憧夢どうむと呼ばれる、船頭を生業にしている種族だそうです》


 舟全体が姿を現したら、地面の揺れが収まった。泡の壁から抜け出た直後は宙に浮いていた舟が、高度を下げて地面にめり込むようにして停止する。


 夢魔の視線が、すぐに俺にロックオンされた。


 ――五キル鮟?イィ 荵励k縺ョ? 


《料金は5キル黄貨。舟に乗るかと尋ねています》


 なるほど、こういうのにキル貨を使うのか。


「行ってみたいけど、ちゃんと戻ってこれる?」


『バウバウウ! バゥゥバウ(……来る……)!』


《客を察知すれば、すぐに舟はくるので便利で楽だそうです》


 配車サービス付きの無線タクシーみたいなものなのかな? 往復のキル貨が用意できれば、この舟に乗ってもよさそうだ。

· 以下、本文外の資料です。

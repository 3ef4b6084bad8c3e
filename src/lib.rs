//! Cocina — declarative code generation from YAML recipes.
//!
//! Kits hold cookbooks, cookbooks hold recipes, recipes hold tool-tagged
//! steps. Model-dependent steps resolve through a two-pass protocol:
//! collect the prompts, answer them (remote model, external command, or a
//! deferred human), then re-execute with the answers in scope.

pub mod cli;
pub mod core;
pub mod tools;
pub mod transport;
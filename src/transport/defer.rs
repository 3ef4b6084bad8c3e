//! CN-021: Print-and-defer transport.
//!
//! Prints the assembled prompt document to stdout and hands control back
//! to the shell with the reserved exit code. The operator (or an external
//! tool reading the document) produces an answers file and reruns the
//! same command with `--answers`.

use crate::core::answers::suggested_answers_path;
use crate::core::collector::ContentRequest;
use crate::core::types::{TransportResult, EXIT_ANSWERS_PENDING};
use std::path::Path;

/// Render the human-readable prompt document, including a ready-to-fill
/// answers skeleton.
pub fn prompt_document(requests: &[ContentRequest], answers_path: &Path) -> String {
    let mut doc = String::new();
    doc.push_str(&format!(
        "{} content request(s) need model-generated answers.\n",
        requests.len()
    ));

    for request in requests {
        doc.push_str(&format!(
            "\n=== request: {} (output: {}) ===\n{}\n",
            request.id, request.output, request.prompt
        ));
        if !request.guardrails.is_empty() {
            doc.push_str(&format!(
                "(answer must pass {} guardrail rule(s))\n",
                request.guardrails.len()
            ));
        }
    }

    doc.push_str(&format!(
        "\nWrite answers to {} in this shape, then rerun with --answers {}:\n\n",
        answers_path.display(),
        answers_path.display()
    ));
    doc.push_str("schema: \"1\"\nanswers:\n");
    for request in requests {
        doc.push_str(&format!("  {}: |\n    <answer>\n", request.id));
    }
    doc
}

/// Print the prompt document and defer with the reserved exit code.
pub fn defer(requests: &[ContentRequest], root: &Path) -> Result<TransportResult, String> {
    let answers_path = suggested_answers_path(root);
    println!("{}", prompt_document(requests, &answers_path));
    Ok(TransportResult::Deferred(EXIT_ANSWERS_PENDING))
}
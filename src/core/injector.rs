//! CN-006: The Injector — pure content splicing.
//!
//! Transforms `(contents, location, body)` into new contents. Pattern
//! locations are matched per line first, then retried against the whole
//! text so patterns may span lines. A matching skip condition makes the
//! whole operation a no-op, which is what makes re-application idempotent.
//! All splits and joins use the dominant line-ending convention already
//! present in the target.

use regex::RegexBuilder;

/// Where to splice the body.
#[derive(Debug, Clone, PartialEq, Eq)]
pub enum InjectLocation {
    /// Absolute 1-based line number (clamped to end of file)
    Line(usize),
    Before(String),
    After(String),
    Prepend,
    Append,
}

/// Outcome of an injection.
#[derive(Debug, Clone, PartialEq, Eq)]
pub enum InjectOutcome {
    Injected(String),
    /// Skip condition already matched — contents unchanged
    Skipped,
}

/// Detect the dominant line-ending convention of a text.
pub fn dominant_eol(text: &str) -> &'static str {
    let crlf = text.matches("\r\n").count();
    let total_lf = text.matches('\n').count();
    let lone_lf = total_lf - crlf;
    if crlf > 0 && crlf >= lone_lf {
        "\r\n"
    } else {
        "\n"
    }
}

/// Splice `body` into `contents` at `location`.
///
/// `trailing_newline` controls whether the body gains or loses a final
/// newline before splicing: with it, the body occupies whole lines; without
/// it, the body's tail merges into the line that follows the splice point.
pub fn inject(
    contents: &str,
    location: &InjectLocation,
    body: &str,
    skip_if: Option<&str>,
    trailing_newline: bool,
) -> Result<InjectOutcome, String> {
    if let Some(pattern) = skip_if {
        let re = build_pattern(pattern, true)?;
        if re.is_match(contents) {
            return Ok(InjectOutcome::Skipped);
        }
    }

    let eol = dominant_eol(contents);
    let text = contents.replace("\r\n", "\n");

    let mut body_final = body.replace("\r\n", "\n");
    if trailing_newline {
        while body_final.ends_with('\n') {
            body_final.pop();
        }
        body_final.push('\n');
    } else {
        while body_final.ends_with('\n') {
            body_final.pop();
        }
    }

    let offset = splice_offset(&text, location)?;

    let mut insert = String::new();
    if offset == text.len() && !text.is_empty() && !text.ends_with('\n') {
        insert.push('\n');
    }
    insert.push_str(&body_final);

    let mut out = String::with_capacity(text.len() + insert.len());
    out.push_str(&text[..offset]);
    out.push_str(&insert);
    out.push_str(&text[offset..]);

    if eol == "\r\n" {
        out = out.replace('\n', "\r\n");
    }

    Ok(InjectOutcome::Injected(out))
}

/// Compile a location/skip pattern. `spanning` allows the pattern to match
/// across lines (`.` matches newlines, `^`/`$` match line boundaries).
fn build_pattern(pattern: &str, spanning: bool) -> Result<regex::Regex, String> {
    RegexBuilder::new(pattern)
        .multi_line(spanning)
        .dot_matches_new_line(spanning)
        .build()
        .map_err(|e| format!("invalid injection pattern '{}': {}", pattern, e))
}

/// Byte offset of the start of a 0-based line within normalized text.
fn line_start_offset(text: &str, line_idx: usize) -> usize {
    if line_idx == 0 {
        return 0;
    }
    let mut seen = 0;
    for (i, b) in text.bytes().enumerate() {
        if b == b'\n' {
            seen += 1;
            if seen == line_idx {
                return i + 1;
            }
        }
    }
    text.len()
}

/// 0-based index of the line containing a byte offset.
fn line_of_offset(text: &str, offset: usize) -> usize {
    text[..offset.min(text.len())].matches('\n').count()
}

/// Compute the byte offset at which the body is spliced.
fn splice_offset(text: &str, location: &InjectLocation) -> Result<usize, String> {
    match location {
        InjectLocation::Prepend => Ok(0),
        InjectLocation::Append => Ok(text.len()),
        InjectLocation::Line(n) => {
            let idx = n.saturating_sub(1);
            Ok(line_start_offset(text, idx))
        }
        InjectLocation::Before(pattern) => {
            let line = find_pattern_line(text, pattern, false)?;
            Ok(line_start_offset(text, line))
        }
        InjectLocation::After(pattern) => {
            let line = find_pattern_line(text, pattern, true)?;
            Ok(line_start_offset(text, line + 1))
        }
    }
}

/// Find the 0-based line of the first pattern match. Tries a single-line
/// match first, then retries against the whole text allowing spans.
/// `end` selects the last line of the match instead of the first.
fn find_pattern_line(text: &str, pattern: &str, end: bool) -> Result<usize, String> {
    let single = build_pattern(pattern, false)?;
    for (i, line) in text.split('\n').enumerate() {
        if single.is_match(line) {
            return Ok(i);
        }
    }

    let spanning = build_pattern(pattern, true)?;
    if let Some(m) = spanning.find(text) {
        let offset = if end { m.end().saturating_sub(1) } else { m.start() };
        return Ok(line_of_offset(text, offset));
    }

    Err(format!("injection pattern '{}' not found in target", pattern))
}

 あれ以来チェックしてなかったけど、【管理台帳】を見てみよう。


 職業:【門番ゲートキーパー@】

 固有能力:【施錠】【開錠】【哨戒】【誰何】

 派生能力:【管理台帳】


【管理台帳】

  ◆出入管理 利用者数

  [朔月門]☆: 14,142 人

  ◆通行料金 

  [朔月門]1往復:1キル黄貨 徴収総額:14,142(1,414,200 クルス)

  ◆資金 1,414,200 クルス


「えっ!? 何この人数」


 予想以上にお金が貯まっていた。それは嬉しいけど、延べ人数にしても利用者数が多過ぎる。でも考察は後だ。とりあえずここは。


「乗ります!」



 舟の周囲を、ブクブクと泡が昇っていく。

 子供の頃に飼っていた金魚は、毎日こんな景色を見てたのかな?


 最初は泡に映る情景を眺めていた。でも、あっという間に通り過ぎちゃうんだよね。だから、巧みに櫂を操る船頭さんを、つい目で追ってしまった。

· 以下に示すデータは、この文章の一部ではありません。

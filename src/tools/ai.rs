//! CN-017: The ai tool — model-dependent content.
//!
//! During a collect pass the step records its fully assembled prompt
//! (context files and examples included) instead of calling out. In a
//! committing pass the resolved answer arrives as the highest-priority
//! variable scope, keyed by step id; the tool verifies guardrails and
//! writes the output file. Guardrail retry loops live in the transport,
//! not here.

use crate::core::collector::{Collector, ContentRequest};
use crate::core::context::{value_to_string, StepContext};
use crate::core::types::{Guardrail, StepResult};

/// Assemble the full prompt text: rendered prompt, then each context
/// file's contents, then inline examples.
pub fn assemble_prompt(
    prompt: &str,
    context_files: &[String],
    examples: &[String],
    ctx: &StepContext,
) -> Result<String, String> {
    let mut assembled = ctx.render(prompt)?;

    for file in context_files {
        let rendered = ctx.render(file)?;
        let path = ctx.project_root.join(&rendered);
        let contents = std::fs::read_to_string(&path)
            .map_err(|e| format!("context file {} unreadable: {}", rendered, e))?;
        assembled.push_str(&format!("\n\n--- context: {} ---\n{}", rendered, contents));
    }

    for (i, example) in examples.iter().enumerate() {
        let rendered = ctx.render(example)?;
        assembled.push_str(&format!("\n\n--- example {} ---\n{}", i + 1, rendered));
    }

    Ok(assembled)
}

#[allow(clippy::too_many_arguments)]
pub fn execute(
    id: &str,
    prompt: &str,
    context_files: &[String],
    examples: &[String],
    guardrails: &[Guardrail],
    max_retries: u32,
    budget_tokens: Option<u64>,
    output: &str,
    ctx: &StepContext,
    collector: &mut Collector,
) -> Result<StepResult, String> {
    let rendered_output = ctx.render(output)?;
    let mut result = StepResult::new("", "ai");

    if collector.is_collecting() {
        let assembled = assemble_prompt(prompt, context_files, examples, ctx)?;
        collector.record(ContentRequest {
            id: id.to_string(),
            prompt: assembled,
            guardrails: guardrails.to_vec(),
            max_retries,
            budget_tokens,
            output: rendered_output.clone(),
        })?;
        result.skipped = true;
        result
            .messages
            .push(format!("collected content request for {}", rendered_output));
        return Ok(result);
    }

    let answer = ctx
        .variables
        .get(id)
        .map(value_to_string)
        .ok_or_else(|| {
            format!(
                "no resolved content for step '{}'; rerun with --answers <file>",
                id
            )
        })?;

    for guardrail in guardrails {
        guardrail
            .check(&answer)
            .map_err(|e| format!("step '{}' guardrail failed: {}", id, e))?;
    }

    if ctx.dry_run {
        result
            .messages
            .push(format!("[dry-run] would write {}", rendered_output));
        return Ok(result);
    }

    let target = ctx.project_root.join(&rendered_output);
    let existed = target.exists();
    if let Some(parent) = target.parent() {
        std::fs::create_dir_all(parent)
            .map_err(|e| format!("cannot create {}: {}", parent.display(), e))?;
    }
    std::fs::write(&target, &answer)
        .map_err(|e| format!("cannot write {}: {}", target.display(), e))?;
    if existed {
        result.modified.push(target);
    } else {
        result.created.push(target);
    }
    result.output = Some(answer);
    result
        .messages
        .push(format!("{} written from resolved content", rendered_output));
    Ok(result)
}

#[cfg(test)]
mod tests {
    use super::*;

    fn ctx(root: &std::path::Path) -> StepContext {
        let mut c = StepContext::new(root.to_path_buf(), false, false);
        c.variables.insert(
            "name".to_string(),
            serde_yaml_ng::Value::String("user".to_string()),
        );
        c
    }

    #[test]
    fn test_cn017_collect_records_request() {
        let dir = tempfile::tempdir().unwrap();
        let mut collector = Collector::new();
        collector.enter_collect().unwrap();
        let r = execute(
            "gen",
            "Write handlers for {{name}}",
            &[],
            &[],
            &[],
            2,
            None,
            "src/{{name}}.rs",
            &ctx(dir.path()),
            &mut collector,
        )
        .unwrap();
        assert!(r.skipped);
        assert_eq!(collector.entries().len(), 1);
        assert_eq!(collector.entries()[0].prompt, "Write handlers for user");
        assert_eq!(collector.entries()[0].output, "src/user.rs");
        assert!(!dir.path().join("src/user.rs").exists());
    }

    #[test]
    fn test_cn017_assemble_with_context_and_examples() {
        let dir = tempfile::tempdir().unwrap();
        std::fs::write(dir.path().join("schema.rs"), "pub struct User;").unwrap();
        let assembled = assemble_prompt(
            "Generate for {{name}}",
            &["schema.rs".to_string()],
            &["fn example() {}".to_string()],
            &ctx(dir.path()),
        )
        .unwrap();
        assert!(assembled.starts_with("Generate for user"));
        assert!(assembled.contains("--- context: schema.rs ---\npub struct User;"));
        assert!(assembled.contains("--- example 1 ---\nfn example() {}"));
    }

    #[test]
    fn test_cn017_missing_context_file() {
        let dir = tempfile::tempdir().unwrap();
        let err = assemble_prompt("p", &["ghost.rs".to_string()], &[], &ctx(dir.path()))
            .unwrap_err();
        assert!(err.contains("ghost.rs"));
    }

    #[test]
    fn test_cn017_resolved_answer_written() {
        let dir = tempfile::tempdir().unwrap();
        let mut c = ctx(dir.path());
        c.variables.insert(
            "gen".to_string(),
            serde_yaml_ng::Value::String("pub fn handler() {}".to_string()),
        );
        let mut collector = Collector::new();
        let r = execute(
            "gen",
            "p",
            &[],
            &[],
            &[Guardrail::NonEmpty],
            2,
            None,
            "out.rs",
            &c,
            &mut collector,
        )
        .unwrap();
        assert!(r.success);
        assert_eq!(r.created.len(), 1);
        assert_eq!(
            std::fs::read_to_string(dir.path().join("out.rs")).unwrap(),
            "pub fn handler() {}"
        );
    }

    #[test]
    fn test_cn017_missing_answer_names_flag() {
        let dir = tempfile::tempdir().unwrap();
        let mut collector = Collector::new();
        let err = execute(
            "gen", "p", &[], &[], &[], 2, None, "out.rs", &ctx(dir.path()), &mut collector,
        )
        .unwrap_err();
        assert!(err.contains("--answers"));
        assert!(err.contains("'gen'"));
    }

    #[test]
    fn test_cn017_guardrail_rejects_answer() {
        let dir = tempfile::tempdir().unwrap();
        let mut c = ctx(dir.path());
        c.variables.insert(
            "gen".to_string(),
            serde_yaml_ng::Value::String("no keyword here".to_string()),
        );
        let mut collector = Collector::new();
        let err = execute(
            "gen",
            "p",
            &[],
            &[],
            &[Guardrail::MustContain {
                text: "pub fn".to_string(),
            }],
            2,
            None,
            "out.rs",
            &c,
            &mut collector,
        )
        .unwrap_err();
        assert!(err.contains("guardrail failed"));
        assert!(!dir.path().join("out.rs").exists());
    }

    #[test]
    fn test_cn017_dry_run() {
        let dir = tempfile::tempdir().unwrap();
        let mut c = ctx(dir.path());
        c.dry_run = true;
        c.variables.insert(
            "gen".to_string(),
            serde_yaml_ng::Value::String("content".to_string()),
        );
        let mut collector = Collector::new();
        let r = execute(
            "gen", "p", &[], &[], &[], 2, None, "out.rs", &c, &mut collector,
        )
        .unwrap();
        assert!(r.messages[0].contains("[dry-run]"));
        assert!(!dir.path().join("out.rs").exists());
    }
}
//! CN-031: Group executor — sibling recipes run in discovery order.
//!
//! A group directory holds child directories that each contain a recipe.
//! Discovery order is sorted directory order; there is no inter-recipe
//! dependency graph. Default policy is fail-fast: the first failing
//! recipe stops the group. A deferral from any member recipe pauses the
//! whole group immediately.

use super::collector::Collector;
use super::executor::{run_recipe, EngineOptions, EngineOutcome};
use super::parser::{is_flat_recipe_file, load_recipe, RECIPE_FILE};
use super::types::{GroupEntry, GroupResult};
use std::path::{Path, PathBuf};
use std::time::Instant;

/// Outcome of running a group.
#[derive(Debug)]
pub enum GroupOutcome {
    Completed(GroupResult),
    /// A member recipe deferred; exit with this code
    AnswersPending(i32),
}

/// Immediate children holding a recipe, sorted by name: subdirectories
/// with `recipe.yaml` plus flat recipe files.
pub fn discover_recipes(group_dir: &Path) -> Result<Vec<PathBuf>, String> {
    let entries = std::fs::read_dir(group_dir)
        .map_err(|e| format!("cannot read group {}: {}", group_dir.display(), e))?;

    let mut found: Vec<PathBuf> = entries
        .flatten()
        .map(|e| e.path())
        .filter(|p| p.join(RECIPE_FILE).is_file() || is_flat_recipe_file(p))
        .collect();
    found.sort();
    Ok(found)
}

/// Run every recipe in a group through the engine.
pub fn run_group(
    group_dir: &Path,
    remaining: &[String],
    opts: &EngineOptions,
    collector: &mut Collector,
    continue_on_error: bool,
) -> Result<GroupOutcome, String> {
    let started = Instant::now();
    let recipe_dirs = discover_recipes(group_dir)?;
    if recipe_dirs.is_empty() {
        return Err(format!(
            "group {} contains no recipes",
            group_dir.display()
        ));
    }

    let group_name = group_dir
        .file_name()
        .map(|n| n.to_string_lossy().to_string())
        .unwrap_or_else(|| group_dir.display().to_string());

    let mut entries = Vec::new();
    let mut success = true;

    for dir in &recipe_dirs {
        let recipe = load_recipe(dir)?;
        match run_recipe(&recipe, remaining, opts, collector)? {
            EngineOutcome::Completed(result) => {
                entries.push(GroupEntry {
                    recipe: result.recipe.clone(),
                    success: result.success,
                    steps: result.steps.len(),
                });
                if !result.success {
                    success = false;
                    if !continue_on_error {
                        break;
                    }
                }
            }
            EngineOutcome::AnswersPending(code) => {
                return Ok(GroupOutcome::AnswersPending(code));
            }
        }
    }

    Ok(GroupOutcome::Completed(GroupResult {
        group: group_name,
        success,
        entries,
        duration: started.elapsed(),
    }))
}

 憧夢は猫耳だけど、いわゆる獣人とは違う容姿をしている。背は低くて、俺よりも小さい。肌は緑がかった灰色で、顔が結構怖くて目がギョロっとしている。猫耳がなければ小鬼みたいだ。よく見れば、猫耳の間に二本の小さな角があるから、余計にそう思える。


 でも、船頭としての腕は確かのようで、舟は泡の流れに逆らって、滑るように下降していった。舟型のエレベーターって感じ。乗っていたのは、それほど長い時間ではない。

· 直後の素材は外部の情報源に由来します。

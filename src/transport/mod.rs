//! CN-020: Transports — turning collected content requests into answers.
//!
//! Three strategies: a remote model call, an external command, or
//! print-and-defer. Selection priority: the explicit `--ask` flag, then
//! the configured resolution mode, then an auto heuristic (model if a
//! provider and credential exist, command if one is configured, defer
//! otherwise). Configuration errors are raised before any external call,
//! naming the missing setting.

pub mod command;
pub mod defer;
pub mod remote;

use crate::core::collector::ContentRequest;
use crate::core::config::CocinaConfig;
use crate::core::types::TransportResult;
use std::path::Path;

/// Who answers pending model content, per the `--ask` flag.
#[derive(Debug, Clone, Copy, PartialEq, Eq)]
pub enum AskMode {
    /// Defer: print the prompt document for a human
    Me,
    /// Call the configured remote model
    Ai,
    /// Refuse: pending requests become an error
    Nobody,
}

impl std::str::FromStr for AskMode {
    type Err = String;

    fn from_str(s: &str) -> Result<Self, Self::Err> {
        match s {
            "me" => Ok(Self::Me),
            "ai" => Ok(Self::Ai),
            "nobody" => Ok(Self::Nobody),
            other => Err(format!("invalid --ask value '{}' (me, ai, nobody)", other)),
        }
    }
}

/// Select a transport and resolve the collected requests.
pub fn resolve_requests(
    requests: &[ContentRequest],
    config: &CocinaConfig,
    ask: Option<AskMode>,
    root: &Path,
) -> Result<TransportResult, String> {
    match ask {
        Some(AskMode::Nobody) => {
            let ids: Vec<&str> = requests.iter().map(|r| r.id.as_str()).collect();
            return Err(format!(
                "{} model content request(s) pending ({}) but --ask nobody was given",
                requests.len(),
                ids.join(", ")
            ));
        }
        Some(AskMode::Me) => return defer::defer(requests, root),
        Some(AskMode::Ai) => return remote::resolve(requests, config),
        None => {}
    }

    match config.resolution.mode.as_deref() {
        Some("model") => remote::resolve(requests, config),
        Some("command") => command::resolve(requests, config),
        Some("defer") => defer::defer(requests, root),
        Some(other) => Err(format!(
            "unknown resolution mode '{}' in cocina.toml (model, command, defer)",
            other
        )),
        None => {
            // Auto heuristic
            if config.resolution.provider.is_some() && config.api_key().is_some() {
                remote::resolve(requests, config)
            } else if config.resolution.command.is_some() {
                command::resolve(requests, config)
            } else {
                defer::defer(requests, root)
            }
        }
    }
}

#[cfg(test)]
mod tests {
    use super::*;
    use crate::core::types::EXIT_ANSWERS_PENDING;

    fn request(id: &str) -> ContentRequest {
        ContentRequest {
            id: id.to_string(),
            prompt: "write code".to_string(),
            guardrails: vec![],
            max_retries: 1,
            budget_tokens: None,
            output: "out.rs".to_string(),
        }
    }

    #[test]
    fn test_cn020_ask_mode_parse() {
        assert_eq!("me".parse::<AskMode>().unwrap(), AskMode::Me);
        assert_eq!("ai".parse::<AskMode>().unwrap(), AskMode::Ai);
        assert_eq!("nobody".parse::<AskMode>().unwrap(), AskMode::Nobody);
        assert!("robot".parse::<AskMode>().is_err());
    }

    #[test]
    fn test_cn020_ask_nobody_is_error() {
        let cfg = CocinaConfig::default();
        let err = resolve_requests(
            &[request("gen")],
            &cfg,
            Some(AskMode::Nobody),
            Path::new("/p"),
        )
        .unwrap_err();
        assert!(err.contains("gen"));
        assert!(err.contains("--ask nobody"));
    }

    #[test]
    fn test_cn020_auto_defers_without_config() {
        let cfg = CocinaConfig::default();
        let r = resolve_requests(&[request("gen")], &cfg, None, Path::new("/p")).unwrap();
        match r {
            TransportResult::Deferred(code) => assert_eq!(code, EXIT_ANSWERS_PENDING),
            other => panic!("expected deferral, got {:?}", other),
        }
    }

    #[test]
    fn test_cn020_unknown_mode() {
        let mut cfg = CocinaConfig::default();
        cfg.resolution.mode = Some("carrier-pigeon".to_string());
        let err = resolve_requests(&[request("gen")], &cfg, None, Path::new("/p")).unwrap_err();
        assert!(err.contains("carrier-pigeon"));
    }

    #[test]
    fn test_cn020_model_mode_without_provider() {
        let mut cfg = CocinaConfig::default();
        cfg.resolution.mode = Some("model".to_string());
        let err = resolve_requests(&[request("gen")], &cfg, None, Path::new("/p")).unwrap_err();
        assert!(err.contains("provider"));
    }

    #[test]
    fn test_cn020_command_mode_without_command() {
        let mut cfg = CocinaConfig::default();
        cfg.resolution.mode = Some("command".to_string());
        let err = resolve_requests(&[request("gen")], &cfg, None, Path::new("/p")).unwrap_err();
        assert!(err.contains("command"));
    }
}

 不意に泡の壁が大きく割れて外に出た。視界は明るく、目の前に広がるのは風光明媚な緑あふれる景色だった。


「乗せてくれてありがとう!」


 降りるときに声をかけたら、憧夢の口が大きく裂けて、下顎に生えた牙がむき出しになって、より怖い顔に見えた。

 ちょっとビクッとしてしまったけど、若干目を細めて眉尻が下がっていたから、たぶん笑ってくれたのだと思う。


 俺も笑い返して、泡の中に戻って行く舟に手を振って見送った。船頭は何人もいるそうで、帰りも同じ人になるかどうかは分からない。また逢えたらいいな。


 さてさて。


 身体の向きを変えて泡の壁を背にして立つ。そして、「彼ら」と視線を合わせた。幽明境界に知り合いなんていない。当然、初対面の相手だ。


 人数は二人。確かな足取りで、こちらに近づいてくる。いったい何者だ?


 ……デカい。


 二人のうち一人は、まだ少年と言っていい容姿をしていたが、もう一人の背がとても高かった。おそらく身の丈は二メートル越えで、俺の倍ほどにある。


 さきほど別れた憧夢が小鬼だとしたら、大鬼というのが相応しい。筋肉質で絞られた身体は、いかにも身体能力が高そうに見える。


 警戒しているのが分かったのか、彼らは俺の二メートルくらい手前でピタリと足を止め、一人が口を開いた。